大学卒業後、教員の道へと進んだ私は、臨時採用の期間も含めトータル15年(小学校で12年、中学校で3年)の教員生活を過ごした。

教員経験者の中でも、公立小学校から公立中学校(しかも学区内の中学校)へ異動し、小学校で受け持った子たちを、継続して中学で卒業させるまで受け持つ経験をしたことがある教員は、全国探してもほとんどいないのではないだろうか。

おかげで、成長段階による関わり方の違い、悩みの変化など、身をもって知ることができた。小学生と中学生では全く別人のようになる子供たちだが、根っこは小さい頃からの積み重ねで作られている、ということも知った。

今回から全4回のコラムでは、私自身の体験談を通して、皆さんに「子供との関わり方」について考えていただきたい。初回は、私の子供時代の「父との関わり」から書いていこうと思う。

父子家庭になって始まった
「スピーチタイム」

私が5歳のある日、幼稚園から帰ると、母は家にいなかった。その日から私は「父子家庭」の子になり、父と私、そして弟の3人家族での暮らしが突然始まった。

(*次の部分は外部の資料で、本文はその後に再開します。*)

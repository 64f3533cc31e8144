//! ---
//! cd_section: "02-remote-store"
//! cd_subsection: "module"
//! cd_type: "source"
//! cd_scope: "code"
//! cd_description: "Process-local remote store backend for demos and tests."
//! cd_version: "v0.0.0-prealpha"
//! cd_owner: "tbd"
//! ---
use std::collections::{BTreeMap, BTreeSet};
use std::sync::Arc;

use parking_lot::Mutex;
use tracing::debug;

use crate::error::{Result, StoreError};
use crate::model::Credentials;
use crate::session::{Connector, RemoteSession};

/// Operation that an injected fault applies to.
#[derive(Debug, Clone, Copy, PartialEq, Eq, PartialOrd, Ord)]
pub enum FaultPoint {
    Read,
    Write,
    Remove,
}

impl FaultPoint {
    fn operation(&self) -> &'static str {
        match self {
            FaultPoint::Read => "read",
            FaultPoint::Write => "write",
            FaultPoint::Remove => "delete",
        }
    }
}

#[derive(Debug)]
struct State {
    files: BTreeMap<String, Vec<u8>>,
    dirs: BTreeSet<String>,
    faults: BTreeSet<(FaultPoint, String)>,
    open_sessions: usize,
    sessions_opened: usize,
}

impl Default for State {
    fn default() -> Self {
        Self {
            files: BTreeMap::new(),
            dirs: BTreeSet::from(["/".to_owned()]),
            faults: BTreeSet::new(),
            open_sessions: 0,
            sessions_opened: 0,
        }
    }
}

impl State {
    fn check_fault(&self, point: FaultPoint, path: &str) -> Result<()> {
        if self.faults.contains(&(point, path.to_owned())) {
            return Err(StoreError::transport(
                point.operation(),
                path,
                "injected fault",
            ));
        }
        Ok(())
    }

    fn create_dirs(&mut self, path: &str) {
        let mut current = String::new();
        for segment in path.split('/').filter(|segment| !segment.is_empty()) {
            current.push('/');
            current.push_str(segment);
            self.dirs.insert(current.clone());
        }
    }
}

/// Shared in-memory file tree. Clones observe the same contents.
#[derive(Debug, Clone, Default)]
pub struct MemoryStore {
    state: Arc<Mutex<State>>,
}

impl MemoryStore {
    pub fn new() -> Self {
        Self::default()
    }

    /// Seed a file, creating its parent directories.
    pub fn put_file(&self, path: &str, contents: impl Into<Vec<u8>>) {
        let mut state = self.state.lock();
        if let Some(parent) = parent_dir(path) {
            state.create_dirs(parent);
        }
        state.files.insert(path.to_owned(), contents.into());
    }

    pub fn file(&self, path: &str) -> Option<Vec<u8>> {
        self.state.lock().files.get(path).cloned()
    }

    pub fn has_dir(&self, path: &str) -> bool {
        self.state.lock().dirs.contains(path)
    }

    pub fn file_paths(&self) -> Vec<String> {
        self.state.lock().files.keys().cloned().collect()
    }

    /// Make every later `point` operation on `path` fail with a transport error.
    pub fn inject_fault(&self, point: FaultPoint, path: impl Into<String>) {
        self.state.lock().faults.insert((point, path.into()));
    }

    pub fn clear_faults(&self) {
        self.state.lock().faults.clear();
    }

    /// Sessions opened and not yet closed.
    pub fn open_sessions(&self) -> usize {
        self.state.lock().open_sessions
    }

    pub fn sessions_opened(&self) -> usize {
        self.state.lock().sessions_opened
    }
}

/// Connector handing out sessions on a [`MemoryStore`].
#[derive(Debug, Clone, Default)]
pub struct MemoryConnector {
    store: MemoryStore,
    login: Option<(String, String)>,
}

impl MemoryConnector {
    /// Connector that accepts any credentials.
    pub fn new() -> Self {
        Self::default()
    }

    pub fn with_store(store: MemoryStore) -> Self {
        Self { store, login: None }
    }

    /// Only accept this user/password pair.
    pub fn require_login(mut self, user: impl Into<String>, password: impl Into<String>) -> Self {
        self.login = Some((user.into(), password.into()));
        self
    }

    pub fn store(&self) -> &MemoryStore {
        &self.store
    }
}

impl Connector for MemoryConnector {
    fn name(&self) -> &'static str {
        "memory"
    }

    fn connect(&self, credentials: &Credentials) -> Result<Box<dyn RemoteSession>> {
        if let Some((user, password)) = &self.login {
            if &credentials.user != user || &credentials.password != password {
                return Err(StoreError::Connection {
                    host: credentials.host.clone(),
                    port: credentials.effective_port(),
                    reason: "530 login incorrect".to_owned(),
                });
            }
        }
        {
            let mut state = self.store.state.lock();
            state.open_sessions += 1;
            state.sessions_opened += 1;
        }
        debug!(host = %credentials.host, user = %credentials.user, "memory session opened");
        Ok(Box::new(MemorySession {
            store: self.store.clone(),
            closed: false,
        }))
    }
}

struct MemorySession {
    store: MemoryStore,
    closed: bool,
}

impl MemorySession {
    fn ensure_open(&self, operation: &'static str, path: &str) -> Result<()> {
        if self.closed {
            return Err(StoreError::transport(operation, path, "session closed"));
        }
        Ok(())
    }
}

impl RemoteSession for MemorySession {
    fn ensure_dir(&mut self, path: &str) -> Result<()> {
        self.ensure_open("mkdir", path)?;
        self.store.state.lock().create_dirs(path);
        Ok(())
    }

    fn read_file(&mut self, path: &str) -> Result<Vec<u8>> {
        self.ensure_open("read", path)?;
        let state = self.store.state.lock();
        state.check_fault(FaultPoint::Read, path)?;
        state
            .files
            .get(path)
            .cloned()
            .ok_or_else(|| StoreError::NotFound {
                path: path.to_owned(),
            })
    }

    fn write_file(&mut self, path: &str, contents: &[u8]) -> Result<()> {
        self.ensure_open("write", path)?;
        let mut state = self.store.state.lock();
        state.check_fault(FaultPoint::Write, path)?;
        let parent = parent_dir(path).unwrap_or("/");
        if !state.dirs.contains(parent) {
            return Err(StoreError::transport(
                "write",
                path,
                format!("550 directory {parent} does not exist"),
            ));
        }
        state.files.insert(path.to_owned(), contents.to_vec());
        Ok(())
    }

    fn remove_file(&mut self, path: &str) -> Result<()> {
        self.ensure_open("delete", path)?;
        let mut state = self.store.state.lock();
        state.check_fault(FaultPoint::Remove, path)?;
        match state.files.remove(path) {
            Some(_) => Ok(()),
            None => Err(StoreError::transport(
                "delete",
                path,
                "550 no such file",
            )),
        }
    }

    fn close(&mut self) -> Result<()> {
        if !self.closed {
            self.closed = true;
            let mut state = self.store.state.lock();
            state.open_sessions = state.open_sessions.saturating_sub(1);
        }
        Ok(())
    }
}

fn parent_dir(path: &str) -> Option<&str> {
    match path.rsplit_once('/') {
        Some(("", _)) => Some("/"),
        Some((parent, _)) => Some(parent),
        None => None,
    }
}
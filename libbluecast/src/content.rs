//! Content translation between platforms
//!
//! Pure text transformations applied before publishing: repairing links the
//! source platform displayed truncated, linking bare domains, enforcing the
//! destination character limit, and the normalized-text similarity used by
//! the duplicate guard.

use regex::{NoExpand, Regex};
use std::collections::HashSet;

use crate::types::Link;

/// Remove HTML tags and decode the handful of entities the destination
/// platform emits in status bodies.
pub fn strip_html(input: &str) -> String {
    let mut out = String::with_capacity(input.len());
    let mut in_tag = false;
    for ch in input.chars() {
        match ch {
            '<' => in_tag = true,
            '>' => in_tag = false,
            c if !in_tag => out.push(c),
            _ => {}
        }
    }
    out.replace("&amp;", "&")
        .replace("&lt;", "<")
        .replace("&gt;", ">")
        .replace("&quot;", "\"")
        .replace("&#39;", "'")
        .replace("&apos;", "'")
        .replace("&nbsp;", " ")
}

/// Collapse whitespace and case-fold for comparison.
pub fn normalize_text(input: &str) -> String {
    input
        .split_whitespace()
        .collect::<Vec<_>>()
        .join(" ")
        .to_lowercase()
}

/// Token-overlap similarity between two normalized texts.
///
/// The overlap of the word sets divided by the size of the larger set, in
/// [0, 1]. Empty input on either side compares as 0.
pub fn token_similarity(a: &str, b: &str) -> f64 {
    let words_a: HashSet<&str> = a.split_whitespace().collect();
    let words_b: HashSet<&str> = b.split_whitespace().collect();

    if words_a.is_empty() || words_b.is_empty() {
        return 0.0;
    }

    let common = words_a.intersection(&words_b).count();
    let max_words = words_a.len().max(words_b.len());
    common as f64 / max_words as f64
}

/// Replace truncated link fragments in `text` with the full URLs carried in
/// the post's link metadata.
///
/// For each link, the first token matching its domain (with or without a
/// scheme, ending in `...`, `…`, or running to the next whitespace) is
/// replaced wholesale by the full URL. Because the scheme is part of the
/// match, the replacement can never produce a doubled prefix like
/// `https://https://`.
pub fn repair_links(text: &str, links: &[Link]) -> String {
    let mut content = text.to_string();

    for link in links {
        if link.url.is_empty() {
            continue;
        }

        let domain = match domain_of(&link.url) {
            Some(d) if !d.is_empty() => d,
            _ => continue,
        };

        let pattern = format!(r"(?:https?://)?{}[^\s]*", regex::escape(&domain));
        let re = match Regex::new(&pattern) {
            Ok(re) => re,
            Err(e) => {
                tracing::warn!("Skipping link repair for {}: {}", link.url, e);
                continue;
            }
        };

        if re.is_match(&content) {
            content = re.replacen(&content, 1, NoExpand(&link.url)).into_owned();
            tracing::debug!("Replaced link fragment with full URL: {}", link.url);
        }
    }

    content
}

/// Prefix bare domains (`example.com/page`) with `https://` so they stay
/// clickable on the destination. Domains already preceded by a scheme are
/// left alone because the pattern requires a leading boundary.
pub fn link_bare_domains(text: &str) -> String {
    let re = Regex::new(r"(^|\s)([a-zA-Z0-9][a-zA-Z0-9-]*\.[a-zA-Z]{2,}\b(?:/\S*)?)")
        .expect("bare-domain pattern is valid");
    re.replace_all(text, "${1}https://${2}").into_owned()
}

/// Enforce the destination character limit.
///
/// When truncation would damage the post's trailing full link, the text is
/// shortened further so the complete URL survives after the ellipsis and the
/// post stays navigable. Counts characters, not bytes.
pub fn apply_character_limit(text: &str, limit: usize, links: &[Link]) -> String {
    if text.chars().count() <= limit {
        return text.to_string();
    }

    // Prefer keeping the last full link intact when it would be cut off.
    if let Some(url) = links.iter().rev().map(|l| l.url.as_str()).find(|u| !u.is_empty()) {
        if let Some(byte_pos) = text.find(url) {
            let prefix_chars = text[..byte_pos].chars().count();
            let url_chars = url.chars().count();

            let survives_plain_cut = prefix_chars + url_chars <= limit.saturating_sub(3);
            if !survives_plain_cut && url_chars + 4 <= limit {
                let budget = limit - url_chars - 4; // room for "... " + url
                let head = cut_at_word_boundary(text, budget);
                return format!("{}... {}", head, url);
            }
        }
    }

    format!("{}...", cut_at_word_boundary(text, limit.saturating_sub(3)))
}

/// Truncate to at most `max_chars` characters, then back off to the last
/// space so words are not split.
fn cut_at_word_boundary(text: &str, max_chars: usize) -> String {
    let cut: String = text.chars().take(max_chars).collect();
    match cut.rfind(' ') {
        Some(pos) if pos > 0 => cut[..pos].to_string(),
        _ => cut,
    }
}

/// The host part of a URL, without scheme or path.
fn domain_of(url: &str) -> Option<String> {
    let without_scheme = url
        .strip_prefix("https://")
        .or_else(|| url.strip_prefix("http://"))
        .unwrap_or(url);
    without_scheme
        .split('/')
        .next()
        .map(|host| host.to_string())
}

どうして母が突然いなくなったのか、母はどこに行ったのか。気にならなかったわけではなかったが、5歳の私は「それは聞いたらいけない」と幼心に感じていた。その日以来私は「お母ちゃん」という言葉を封印した。

母がいなくなって、生活は大きく変わった。一番大きな変化は、父が朝食を作ってくれるようになったことだ。わが家は喫茶店を営んでいた。家の1階が喫茶店、2階が自宅。朝起きると、顔を洗って1階に降りる。父が店の仕込みをしながら朝ごはんを用意している。弟と一緒に、テーブルの上にできたものを並べる。

支度ができると、父と弟と3人での朝食が始まるのだが、毎朝必ず「スピーチタイム」をやるようになった。前の日にあったことや今日の予定を1分程度で話すのだ。

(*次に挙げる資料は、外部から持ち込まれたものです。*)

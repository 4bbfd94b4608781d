//! Mock platform implementations for testing
//!
//! Configurable stand-ins for the source and destination platforms used by
//! orchestrator tests: scripted successes, failures, and duplicates, with
//! shared logs the test keeps a handle on after the engine takes ownership
//! of the platform.

use async_trait::async_trait;
use std::collections::HashSet;
use std::sync::{Arc, Mutex};

use crate::error::{PlatformError, Result};
use crate::platforms::{DestinationPlatform, DestinationRef, PublishOutcome, SourcePlatform};
use crate::types::Post;

/// A publish the mock destination accepted or skipped as duplicate.
#[derive(Debug, Clone)]
pub struct PublishedPost {
    pub source_id: String,
    pub text: String,
    pub in_reply_to: Option<String>,
    pub destination_id: String,
    pub duplicate: bool,
}

/// Shared view into what a mock destination saw. Clone it before handing the
/// platform to the engine.
#[derive(Debug, Clone, Default)]
pub struct PublishLog {
    attempts: Arc<Mutex<Vec<String>>>,
    published: Arc<Mutex<Vec<PublishedPost>>>,
}

impl PublishLog {
    /// Source ids of every publish attempt, including failed ones.
    pub fn attempted_ids(&self) -> Vec<String> {
        self.attempts.lock().unwrap().clone()
    }

    pub fn publish_count(&self) -> usize {
        self.attempts.lock().unwrap().len()
    }

    /// Successful publishes and duplicate-skips, in order.
    pub fn published(&self) -> Vec<PublishedPost> {
        self.published.lock().unwrap().clone()
    }
}

/// Mock source platform serving a fixed set of posts.
pub struct MockSourcePlatform {
    posts: Vec<Post>,
    auth_error: Option<String>,
    fetch_error: Option<String>,
    authenticated: bool,
}

impl MockSourcePlatform {
    pub fn with_posts(posts: Vec<Post>) -> Self {
        Self {
            posts,
            auth_error: None,
            fetch_error: None,
            authenticated: false,
        }
    }

    pub fn auth_failure(error: &str) -> Self {
        Self {
            posts: vec![],
            auth_error: Some(error.to_string()),
            fetch_error: None,
            authenticated: false,
        }
    }

    pub fn fetch_failure(error: &str) -> Self {
        Self {
            posts: vec![],
            auth_error: None,
            fetch_error: Some(error.to_string()),
            authenticated: false,
        }
    }
}

#[async_trait]
impl SourcePlatform for MockSourcePlatform {
    async fn authenticate(&mut self) -> Result<()> {
        if let Some(error) = &self.auth_error {
            return Err(PlatformError::Authentication(error.clone()).into());
        }
        self.authenticated = true;
        Ok(())
    }

    async fn fetch_recent_posts(&self, _lookback_hours: i64, limit: usize) -> Result<Vec<Post>> {
        if !self.authenticated {
            return Err(PlatformError::Authentication("Not authenticated".to_string()).into());
        }
        if let Some(error) = &self.fetch_error {
            return Err(PlatformError::Fetch(error.clone()).into());
        }
        Ok(self.posts.iter().take(limit).cloned().collect())
    }

    fn name(&self) -> &str {
        "mock-source"
    }
}

/// Mock destination platform with scripted per-post behavior.
pub struct MockDestinationPlatform {
    auth_error: Option<String>,
    /// Source ids whose publish fails with a generic publish error
    fail_ids: HashSet<String>,
    /// Source ids whose publish fails with a rate-limit error
    rate_limited_ids: HashSet<String>,
    /// Source ids reported as already present (duplicate-skip)
    duplicate_ids: HashSet<String>,
    log: PublishLog,
    sequence: Arc<Mutex<usize>>,
    authenticated: bool,
}

impl MockDestinationPlatform {
    pub fn new() -> Self {
        Self {
            auth_error: None,
            fail_ids: HashSet::new(),
            rate_limited_ids: HashSet::new(),
            duplicate_ids: HashSet::new(),
            log: PublishLog::default(),
            sequence: Arc::new(Mutex::new(0)),
            authenticated: false,
        }
    }

    pub fn auth_failure(error: &str) -> Self {
        Self {
            auth_error: Some(error.to_string()),
            ..Self::new()
        }
    }

    /// Fail publishing the given source id with a publish error.
    pub fn failing_on(mut self, source_id: &str) -> Self {
        self.fail_ids.insert(source_id.to_string());
        self
    }

    /// Fail publishing the given source id with a rate-limit error.
    pub fn rate_limiting(mut self, source_id: &str) -> Self {
        self.rate_limited_ids.insert(source_id.to_string());
        self
    }

    /// Report the given source id as already present on the destination.
    pub fn duplicating(mut self, source_id: &str) -> Self {
        self.duplicate_ids.insert(source_id.to_string());
        self
    }

    /// Handle onto the publish log; keep a clone before moving the platform.
    pub fn log(&self) -> PublishLog {
        self.log.clone()
    }
}

impl Default for MockDestinationPlatform {
    fn default() -> Self {
        Self::new()
    }
}

#[async_trait]
impl DestinationPlatform for MockDestinationPlatform {
    async fn authenticate(&mut self) -> Result<()> {
        if let Some(error) = &self.auth_error {
            return Err(PlatformError::Authentication(error.clone()).into());
        }
        self.authenticated = true;
        Ok(())
    }

    async fn publish(&self, post: &Post, in_reply_to_id: Option<&str>) -> Result<PublishOutcome> {
        if !self.authenticated {
            return Err(PlatformError::Authentication("Not authenticated".to_string()).into());
        }

        self.log.attempts.lock().unwrap().push(post.id.clone());

        if self.fail_ids.contains(&post.id) {
            return Err(PlatformError::Publish(format!(
                "Scripted publish failure for {}",
                post.id
            ))
            .into());
        }
        if self.rate_limited_ids.contains(&post.id) {
            return Err(
                PlatformError::RateLimit(format!("Scripted rate limit for {}", post.id)).into(),
            );
        }

        if self.duplicate_ids.contains(&post.id) {
            let destination_id = format!("existing-{}", post.id);
            self.log.published.lock().unwrap().push(PublishedPost {
                source_id: post.id.clone(),
                text: post.text.clone(),
                in_reply_to: in_reply_to_id.map(String::from),
                destination_id: destination_id.clone(),
                duplicate: true,
            });
            return Ok(PublishOutcome::Duplicate(DestinationRef {
                id: destination_id,
                url: None,
            }));
        }

        let destination_id = {
            let mut seq = self.sequence.lock().unwrap();
            *seq += 1;
            format!("masto-{}", seq)
        };

        self.log.published.lock().unwrap().push(PublishedPost {
            source_id: post.id.clone(),
            text: post.text.clone(),
            in_reply_to: in_reply_to_id.map(String::from),
            destination_id: destination_id.clone(),
            duplicate: false,
        });

        Ok(PublishOutcome::Published(DestinationRef {
            url: Some(format!("https://mock.example/@user/{}", destination_id)),
            id: destination_id,
        }))
    }

    fn name(&self) -> &str {
        "mock-destination"
    }

    fn character_limit(&self) -> Option<usize> {
        Some(500)
    }
}
//! bluecast-sync - run one Bluesky-to-Mastodon sync pass

use clap::Parser;
use std::path::PathBuf;
use tracing::{info, warn};

use libbluecast::logging::{LogFormat, LoggingConfig};
use libbluecast::sync::Outcome;
use libbluecast::{Config, Result, SyncEngine};

#[derive(Parser, Debug)]
#[command(name = "bluecast-sync")]
#[command(about = "Cross-post recent Bluesky posts to Mastodon", long_about = None)]
struct Cli {
    /// Path to the config file (TOML)
    #[arg(short, long, env = "BLUECAST_CONFIG")]
    config: Option<PathBuf>,

    /// Path to the state file (overrides the configured location)
    #[arg(short, long, env = "BLUECAST_STATE")]
    state: Option<PathBuf>,

    /// Enable debug logging
    #[arg(short, long)]
    debug: bool,

    /// Run the full pipeline without publishing or mutating state
    #[arg(long)]
    dry_run: bool,
}

#[tokio::main]
async fn main() {
    let cli = Cli::parse();

    let level = if cli.debug { "debug" } else { "info" };
    LoggingConfig::new(LogFormat::Text, level.to_string(), cli.debug).init();

    if let Err(e) = run(cli).await {
        eprintln!("Error: {}", e);
        std::process::exit(e.exit_code());
    }
}

async fn run(cli: Cli) -> Result<()> {
    let mut config = match &cli.config {
        Some(path) => Config::load_from_path(path)?,
        None => Config::load()?,
    };

    if let Some(state) = &cli.state {
        config.sync.state_file = state.to_string_lossy().to_string();
    }

    let mut engine = SyncEngine::from_config(&config, cli.dry_run)?;
    let report = engine.run().await?;

    for outcome in &report.outcomes {
        match &outcome.outcome {
            Outcome::Failed { error } => {
                warn!("Post {} failed: {}", outcome.source_id, error);
            }
            Outcome::SkippedParentFailed { parent_id } => {
                warn!(
                    "Post {} skipped: thread parent {} failed",
                    outcome.source_id, parent_id
                );
            }
            _ => {}
        }
    }

    info!("Sync completed: {}", report.summary());
    println!("{}", report.summary());

    // Individual post failures are retried next run; only fatal errors
    // (already returned above) exit non-zero.
    Ok(())
}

最初は父、次の日は私、その次の日は弟……と毎日順番で前に立って話をして「いただきます!」と声を揃えて挨拶してからご飯を食べる。それがわが家の当たり前だった。(おそらくそのおかげで、私も弟も人前で話をするのが苦ではないのだろう)

父が仕事をしながら幼い我々2人を育てるのはそう簡単ではなかったはずだ。喫茶店は朝9時にオープンし、夜の12時までやっていた。自宅とはいえ、店にいる間は私たちを見ていられるわけではないし、仕事が終わるのも私たちが寝た後なのだから、会話する時間だってそんなにない。

朝ごはんの時間は、父と私たちの貴重なコミュニケーションの時間だった。前に立って話をする私たちの表情や声、よく出てくる友達の名前、学校での出来事、朝ごはんの時の食欲など、父は私たちをよく見ていたのだろう。(だから嘘をつくとすぐにバレたのだと大人になってから気がついた)

「私は、かわいそうじゃない!」

当時「父子家庭」は今以上に珍しかった。小学校に上がる前、健康診断や知能テストのようなものを受けるために学校に行った時のこと。世話係の6年生が何気なく「今日はお母さんと来たの?」と聞いてきた。私は「違う」と答えた。「じゃあお父さん?」と聞かれたが、その日父が店を抜けられず、お店のバイトのお姉さんと来ていた私は「違う」と答えた。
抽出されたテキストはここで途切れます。